Mitophagy Upregulation Occurs Early in the Neurodegenerative Process Mediated by -Synuclein

Parkinson's disease (PD) is a progressive neurogenerative movement disorder characterized by dopaminergic cell death within the substantia nigra pars compacta (SNpc) due to the aggregation-prone protein alpha-synuclein. Accumulation of alpha-synuclein is implicated in mitochondrial dysfunction and disruption of the autophagic turnover of mitochondria, or mitophagy, which is an essential quality control mechanism proposed to preserve mitochondrial fidelity in response to aging and stress. Yet, the precise relationship between alpha-synuclein accumulation, mitochondrial autophagy, and dopaminergic cell loss remains unresolved. Here, we determine the kinetics of alpha-synuclein overexpression and mitophagy using the pH-sensitive fluorescent mito-QC reporter.

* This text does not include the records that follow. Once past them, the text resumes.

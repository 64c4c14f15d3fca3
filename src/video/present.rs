//! Presentation of decoded frames on the layered display.
//!
//! The display controller and the 2D blitter are collaborator traits. The
//! presenter computes the aspect-preserving fit rectangle, routes 90°/270°
//! frames through a persistent rotation buffer, and keeps the previous
//! framebuffer handle alive until the commit of its successor returns.

use std::sync::Arc;

use thiserror::Error;
use tracing::{debug, info, warn};

use super::decoder::{FrameSink, VideoFrame};

#[derive(Error, Debug)]
pub enum PresentError {
    #[error("display backend: {0}")]
    Display(String),

    #[error("blitter: {0}")]
    Blitter(String),

    #[error("invalid rotation {0} degrees")]
    BadRotation(u32),
}

/// Screen rotation, read from the platform at startup.
#[derive(Debug, Clone, Copy, PartialEq, Eq, Default)]
pub enum Rotation {
    #[default]
    Deg0,
    Deg90,
    Deg180,
    Deg270,
}

impl Rotation {
    pub fn from_degrees(deg: u32) -> Result<Self, PresentError> {
        match deg {
            0 => Ok(Rotation::Deg0),
            90 => Ok(Rotation::Deg90),
            180 => Ok(Rotation::Deg180),
            270 => Ok(Rotation::Deg270),
            other => Err(PresentError::BadRotation(other)),
        }
    }

    pub fn swaps_axes(self) -> bool {
        matches!(self, Rotation::Deg90 | Rotation::Deg270)
    }
}

/// An axis-aligned output rectangle on the display.
#[derive(Debug, Clone, Copy, PartialEq, Eq)]
pub struct Rect {
    pub x: i32,
    pub y: i32,
    pub width: u32,
    pub height: u32,
}

/// The largest centered rectangle inside `(dst_w, dst_h)` with the aspect
/// ratio of `(src_w, src_h)`: letterbox when the display is taller,
/// pillarbox when it is wider.
pub fn fit_rect(src_w: u32, src_h: u32, dst_w: u32, dst_h: u32) -> Rect {
    if src_w == 0 || src_h == 0 || dst_w == 0 || dst_h == 0 {
        return Rect {
            x: 0,
            y: 0,
            width: dst_w,
            height: dst_h,
        };
    }

    let src_aspect = src_w as f64 / src_h as f64;
    let (mut out_w, mut out_h) = (dst_w, dst_h);

    if dst_w as f64 / src_aspect > dst_h as f64 {
        // Pillarbox: height-bound.
        out_w = (dst_h as f64 * src_aspect).round() as u32;
    } else {
        // Letterbox: width-bound.
        out_h = (dst_w as f64 / src_aspect).round() as u32;
    }

    Rect {
        x: ((dst_w as i32) - (out_w as i32)) / 2,
        y: ((dst_h as i32) - (out_h as i32)) / 2,
        width: out_w,
        height: out_h,
    }
}

/// Opaque display framebuffer handle produced by importing a DMA frame.
#[derive(Debug, Clone, Copy, PartialEq, Eq)]
pub struct FbId(pub u32);

/// DMA buffer owned by the presenter's rotation stage.
#[derive(Debug, Clone, Copy, PartialEq, Eq)]
pub struct DmaBuf {
    pub fd: i32,
    pub size: usize,
}

/// The KMS/atomic display controller surface.
pub trait DisplayBackend: Send + Sync {
    /// Physical display size in pixels.
    fn display_size(&self) -> (u32, u32);
    /// Wrap a DMA frame into a display framebuffer object.
    fn import_video_frame(&self, frame: &VideoFrame) -> Result<FbId, PresentError>;
    /// Atomically commit `fb` to the video plane inside `dst`.
    fn commit_video(&self, fb: FbId, src_w: u32, src_h: u32, dst: Rect)
        -> Result<(), PresentError>;
    /// Drop a framebuffer object. Never called for the currently committed
    /// one.
    fn release_fb(&self, fb: FbId);
    /// Push an ARGB buffer to the OSD plane.
    fn commit_osd(&self, argb: &[u8], width: u32, height: u32) -> Result<(), PresentError>;
}

/// The 2D engine: buffer allocation, NV12 rotation, ARGB blending.
pub trait Blitter: Send + Sync {
    fn alloc_buffer(&self, size: usize) -> Result<DmaBuf, PresentError>;
    fn free_buffer(&self, buf: DmaBuf);
    fn rotate_nv12(
        &self,
        src_fd: i32,
        dst: DmaBuf,
        src_w: u32,
        src_h: u32,
        rotation: Rotation,
    ) -> Result<(), PresentError>;
}

/// Two-slot framebuffer ring plus the persistent rotation buffer.
pub struct Presenter {
    display: Arc<dyn DisplayBackend>,
    blitter: Arc<dyn Blitter>,
    rotation: Rotation,
    /// Committed in the last successful flip.
    current_fb: Option<FbId>,
    rotate_buf: Option<DmaBuf>,
    rotate_dims: (u32, u32),
    dropped: u64,
}

impl Presenter {
    pub fn new(
        display: Arc<dyn DisplayBackend>,
        blitter: Arc<dyn Blitter>,
        rotation: Rotation,
    ) -> Self {
        Self {
            display,
            blitter,
            rotation,
            current_fb: None,
            rotate_buf: None,
            rotate_dims: (0, 0),
            dropped: 0,
        }
    }

    pub fn dropped(&self) -> u64 {
        self.dropped
    }

    fn present_inner(&mut self, frame: &VideoFrame) -> Result<(), PresentError> {
        let (disp_w, disp_h) = self.display.display_size();

        // Output geometry: rotated frames land with swapped axes.
        let (out_w, out_h) = if self.rotation.swaps_axes() {
            (frame.height, frame.width)
        } else {
            (frame.width, frame.height)
        };
        let dst = fit_rect(out_w, out_h, disp_w, disp_h);

        let fb = match self.rotation {
            Rotation::Deg0 | Rotation::Deg180 => self.display.import_video_frame(frame)?,
            Rotation::Deg90 | Rotation::Deg270 => {
                let rotated = self.rotate(frame)?;
                self.display.import_video_frame(&rotated)?
            }
        };

        // Commit first; only a successful flip may release the previous
        // framebuffer. On failure the new fb is dropped and the display
        // keeps scanning out the old one.
        match self.display.commit_video(fb, out_w, out_h, dst) {
            Ok(()) => {
                if let Some(prev) = self.current_fb.replace(fb) {
                    self.display.release_fb(prev);
                }
                Ok(())
            }
            Err(e) => {
                self.display.release_fb(fb);
                Err(e)
            }
        }
    }

    /// Rotate into the persistent buffer, reallocating only when the frame
    /// geometry changed.
    fn rotate(&mut self, frame: &VideoFrame) -> Result<VideoFrame, PresentError> {
        let dims = (frame.width, frame.height);
        let size = frame.hor_stride as usize * frame.ver_stride as usize * 3 / 2;

        if self.rotate_buf.is_none() || self.rotate_dims != dims {
            if let Some(old) = self.rotate_buf.take() {
                self.blitter.free_buffer(old);
            }
            let buf = self.blitter.alloc_buffer(size)?;
            debug!(size, ?dims, "rotation buffer reallocated");
            self.rotate_buf = Some(buf);
            self.rotate_dims = dims;
        }
        let buf = self.rotate_buf.expect("just ensured");

        self.blitter
            .rotate_nv12(frame.dma_fd, buf, frame.width, frame.height, self.rotation)?;

        Ok(VideoFrame {
            dma_fd: buf.fd,
            width: frame.height,
            height: frame.width,
            hor_stride: frame.ver_stride,
            ver_stride: frame.hor_stride,
        })
    }

    /// Release held resources at pipeline shutdown.
    pub fn release(&mut self) {
        if let Some(fb) = self.current_fb.take() {
            self.display.release_fb(fb);
        }
        if let Some(buf) = self.rotate_buf.take() {
            self.blitter.free_buffer(buf);
        }
        info!(dropped = self.dropped, "presenter released");
    }
}

impl FrameSink for Presenter {
    fn present(&mut self, frame: &VideoFrame) {
        // Real-time pipeline: a failed present logs and drops the frame.
        if let Err(e) = self.present_inner(frame) {
            self.dropped += 1;
            warn!(error = %e, dropped = self.dropped, "present failed, frame dropped");
        }
    }
}

#[cfg(test)]
mod tests {
    use super::*;
    use std::sync::atomic::{AtomicBool, AtomicI32, AtomicU32, Ordering};
    use std::sync::Mutex;

    #[test]
    fn test_fit_rect_pillarbox() {
        // 4:3 source on a 16:9 display: full height, centered horizontally.
        let r = fit_rect(1440, 1080, 1920, 1080);
        assert_eq!(r.height, 1080);
        assert_eq!(r.width, 1440);
        assert_eq!(r.x, 240);
        assert_eq!(r.y, 0);
    }

    #[test]
    fn test_fit_rect_letterbox() {
        // 21:9-ish source on 16:9: full width, bars top and bottom.
        let r = fit_rect(2560, 1080, 1920, 1080);
        assert_eq!(r.width, 1920);
        assert_eq!(r.height, 810);
        assert_eq!(r.x, 0);
        assert_eq!(r.y, 135);
    }

    #[test]
    fn test_fit_rect_exact_match() {
        let r = fit_rect(1920, 1080, 1920, 1080);
        assert_eq!(
            r,
            Rect {
                x: 0,
                y: 0,
                width: 1920,
                height: 1080
            }
        );
    }

    #[test]
    fn test_fit_rect_aspect_within_one_pixel() {
        // Odd sizes: the short-axis rounding error stays within a pixel.
        for (sw, sh) in [(1280u32, 720u32), (720, 576), (640, 481), (1945, 1097)] {
            let r = fit_rect(sw, sh, 1920, 1080);
            let src_aspect = sw as f64 / sh as f64;
            let got_aspect = r.width as f64 / r.height as f64;
            let err_px = (got_aspect - src_aspect).abs() * r.height as f64 / src_aspect;
            assert!(err_px <= 1.0, "{sw}x{sh}: aspect off by {err_px} px");
            // Centered.
            assert_eq!(r.x, ((1920 - r.width as i32) / 2) as i32);
            assert_eq!(r.y, ((1080 - r.height as i32) / 2) as i32);
        }
    }

    #[derive(Default)]
    struct FakeDisplay {
        next_fb: AtomicU32,
        commits: Mutex<Vec<(FbId, Rect)>>,
        released: Mutex<Vec<FbId>>,
        fail_commit: AtomicBool,
        /// Set while a release-before-commit would be observable.
        committed_fb: Mutex<Option<FbId>>,
        violations: AtomicU32,
    }

    impl DisplayBackend for FakeDisplay {
        fn display_size(&self) -> (u32, u32) {
            (1920, 1080)
        }
        fn import_video_frame(&self, _frame: &VideoFrame) -> Result<FbId, PresentError> {
            Ok(FbId(self.next_fb.fetch_add(1, Ordering::SeqCst) + 1))
        }
        fn commit_video(
            &self,
            fb: FbId,
            _src_w: u32,
            _src_h: u32,
            dst: Rect,
        ) -> Result<(), PresentError> {
            if self.fail_commit.load(Ordering::SeqCst) {
                return Err(PresentError::Display("simulated".into()));
            }
            *self.committed_fb.lock().unwrap() = Some(fb);
            self.commits.lock().unwrap().push((fb, dst));
            Ok(())
        }
        fn release_fb(&self, fb: FbId) {
            // Releasing the currently scanned-out fb is the lifetime bug
            // this test guards against.
            if *self.committed_fb.lock().unwrap() == Some(fb) {
                self.violations.fetch_add(1, Ordering::SeqCst);
            }
            self.released.lock().unwrap().push(fb);
        }
        fn commit_osd(&self, _argb: &[u8], _w: u32, _h: u32) -> Result<(), PresentError> {
            Ok(())
        }
    }

    #[derive(Default)]
    struct FakeBlitter {
        allocs: AtomicI32,
        frees: AtomicI32,
        rotations: AtomicI32,
    }

    impl Blitter for FakeBlitter {
        fn alloc_buffer(&self, size: usize) -> Result<DmaBuf, PresentError> {
            let n = self.allocs.fetch_add(1, Ordering::SeqCst) + 1;
            Ok(DmaBuf { fd: 1000 + n, size })
        }
        fn free_buffer(&self, _buf: DmaBuf) {
            self.frees.fetch_add(1, Ordering::SeqCst);
        }
        fn rotate_nv12(
            &self,
            _src_fd: i32,
            _dst: DmaBuf,
            _src_w: u32,
            _src_h: u32,
            _rotation: Rotation,
        ) -> Result<(), PresentError> {
            self.rotations.fetch_add(1, Ordering::SeqCst);
            Ok(())
        }
    }

    fn frame(fd: i32, w: u32, h: u32) -> VideoFrame {
        VideoFrame {
            dma_fd: fd,
            width: w,
            height: h,
            hor_stride: (w + 15) & !15,
            ver_stride: (h + 15) & !15,
        }
    }

    #[test]
    fn test_previous_fb_released_only_after_commit() {
        let display = Arc::new(FakeDisplay::default());
        let blitter = Arc::new(FakeBlitter::default());
        let mut presenter = Presenter::new(
            Arc::clone(&display) as Arc<dyn DisplayBackend>,
            blitter,
            Rotation::Deg0,
        );

        presenter.present(&frame(3, 1280, 720));
        presenter.present(&frame(4, 1280, 720));
        presenter.present(&frame(5, 1280, 720));

        assert_eq!(display.commits.lock().unwrap().len(), 3);
        // Two releases: fb1 after fb2's commit, fb2 after fb3's.
        assert_eq!(
            display.released.lock().unwrap().as_slice(),
            &[FbId(1), FbId(2)]
        );
        assert_eq!(display.violations.load(Ordering::SeqCst), 0);
    }

    #[test]
    fn test_failed_commit_keeps_previous_fb() {
        let display = Arc::new(FakeDisplay::default());
        let blitter = Arc::new(FakeBlitter::default());
        let mut presenter = Presenter::new(
            Arc::clone(&display) as Arc<dyn DisplayBackend>,
            blitter,
            Rotation::Deg0,
        );

        presenter.present(&frame(3, 1280, 720));
        display.fail_commit.store(true, Ordering::SeqCst);
        presenter.present(&frame(4, 1280, 720));

        // The failed frame's fb (2) was dropped; fb 1 stays current.
        assert_eq!(presenter.dropped(), 1);
        assert_eq!(presenter.current_fb, Some(FbId(1)));
        assert_eq!(display.released.lock().unwrap().as_slice(), &[FbId(2)]);

        display.fail_commit.store(false, Ordering::SeqCst);
        presenter.present(&frame(5, 1280, 720));
        assert_eq!(presenter.current_fb, Some(FbId(3)));
    }

    #[test]
    fn test_rotation_buffer_persists_until_size_change() {
        let display = Arc::new(FakeDisplay::default());
        let blitter = Arc::new(FakeBlitter::default());
        let mut presenter = Presenter::new(
            display,
            Arc::clone(&blitter) as Arc<dyn Blitter>,
            Rotation::Deg90,
        );

        presenter.present(&frame(3, 1280, 720));
        presenter.present(&frame(4, 1280, 720));
        assert_eq!(blitter.allocs.load(Ordering::SeqCst), 1);
        assert_eq!(blitter.rotations.load(Ordering::SeqCst), 2);

        // New stream geometry forces a single reallocation.
        presenter.present(&frame(5, 1920, 1080));
        assert_eq!(blitter.allocs.load(Ordering::SeqCst), 2);
        assert_eq!(blitter.frees.load(Ordering::SeqCst), 1);
    }

    #[test]
    fn test_rotated_fit_swaps_axes() {
        let display = Arc::new(FakeDisplay::default());
        let blitter = Arc::new(FakeBlitter::default());
        let mut presenter = Presenter::new(
            Arc::clone(&display) as Arc<dyn DisplayBackend>,
            blitter,
            Rotation::Deg270,
        );

        // A 1280x720 source rotated 270° presents as 720x1280 content.
        presenter.present(&frame(3, 1280, 720));
        let commits = display.commits.lock().unwrap();
        let (_, dst) = commits[0];
        // On a 1920x1080 display, portrait content pillarboxes to
        // height-bound width 1080*720/1280 ≈ 608.
        assert_eq!(dst.height, 1080);
        assert_eq!(dst.width, 608);
    }
}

We find that overexpression of mutant A53T alpha-synuclein in either human SH-SY5Y cells or rat primary cortical neurons induces mitophagy. Moreover, the accumulation of mutant A53T alpha-synuclein in the SNpc of rats results in mitophagy dysregulation that precedes the onset of dopaminergic neurodegeneration. This study reveals a role for mutant A53T alpha-synuclein in inducing mitochondrial dysfunction, which may be an early event contributing to neurodegeneration.